Bioanalytical Method Validation of an RP-HPLC Method for Determination of Rifampicin in Liver Perfusion Studies

Background: The number of validated quantification methods for rifampicin, a prototypical Oatp inhibitor, in biological rat samples was limited. Objective: This study was conducted to validate a modified reversed-phase liquid chromatographic method for the determination of rifampicin in rat liver tissue according to the current ICH M10 Bioanalytical Method Validation Draft Guideline (2019) for application to samples of in situ rat liver perfusion studies. Method: Liver tissue samples were obtained from recirculatory in situ rat liver perfusion studies. The analysis was performed on a C18 column with a mobile phase composed of 0.05 M phosphate buffer (pH 4.58): acetonitrile (55:45, v/v). The assay was validated for selectivity, calibration curve and range, matrix effect, carry-over, accuracy and precision, reinjection reproducibility, and stability. Results: The method was considered selective and stable, without having carry-over and matrix effects.
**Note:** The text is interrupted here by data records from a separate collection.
//! The dispatch loop.

use std::collections::VecDeque;
use std::marker::PhantomData;

use anyhow::Result;

use crate::traits::{EventLike, EventPersister, Reducer, Router};

/// Generic event dispatch engine.
///
/// Persist → reduce → route → recurse until settled.
/// Causal chaining is automatic: child events reference their trigger's seq.
pub struct Engine<E, S, D, Red, Rout, P>
where
    E: EventLike,
    S: Send,
    D: Send + Sync,
    Red: Reducer<E, S>,
    Rout: Router<E, S, D>,
    P: EventPersister,
{
    reducer: Red,
    router: Rout,
    persister: P,
    run_id: String,
    _phantom: PhantomData<fn() -> (E, S, D)>,
}

impl<E, S, D, Red, Rout, P> Engine<E, S, D, Red, Rout, P>
where
    E: EventLike,
    S: Send,
    D: Send + Sync,
    Red: Reducer<E, S>,
    Rout: Router<E, S, D>,
    P: EventPersister,
{
    pub fn new(reducer: Red, router: Rout, persister: P, run_id: String) -> Self {
        Self {
            reducer,
            router,
            persister,
            run_id,
            _phantom: PhantomData,
        }
    }

    /// Dispatch an event. Persists it, reduces state, routes to handler,
    /// and processes any emitted child events until the queue is empty.
    pub async fn dispatch(&self, event: E, state: &mut S, deps: &D) -> Result<()> {
        let mut queue: VecDeque<(E, Option<i64>)> = VecDeque::new();
        queue.push_back((event, None));

        while let Some((evt, parent_seq)) = queue.pop_front() {
            // 1. Persist with causal chain
            let stored = match parent_seq {
                None => {
                    self.persister
                        .persist(evt.event_type_str(), evt.to_persist_payload(), &self.run_id)
                        .await?
                }
                Some(parent) => {
                    self.persister
                        .persist_child(
                            parent,
                            evt.event_type_str(),
                            evt.to_persist_payload(),
                            &self.run_id,
                        )
                        .await?
                }
            };

            // 2. Reduce (pure state update)
            self.reducer.reduce(state, &evt);

            // 3. Route (may do I/O, may emit new events) — &S (auto-reborrows)
            let children = self.router.route(&evt, &stored, &*state, deps).await?;

            // 4. Enqueue children (chained off this event)
            for child in children {
                queue.push_back((child, Some(stored.seq)));
            }
        }

        Ok(())
    }

    /// Read-only access to the run ID.
    pub fn run_id(&self) -> &str {
        &self.run_id
    }
}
The calibration curve was linear (R2: 0.9983) within the calibration range (0.5-60 ppm). Accuracy and precision values fulfilled the required limits. Liver concentrations of rifampicin in liver tissue, obtained after 60 min perfusion with 10 µM and 50 µM of rifampicin were 45.1 ± 11.2 and 313.4 ± 84.4 µM, respectively. Conclusion: The bioanalytical method validation was completed and the method was successfully applied for the determination of rifampicin in rat liver tissue.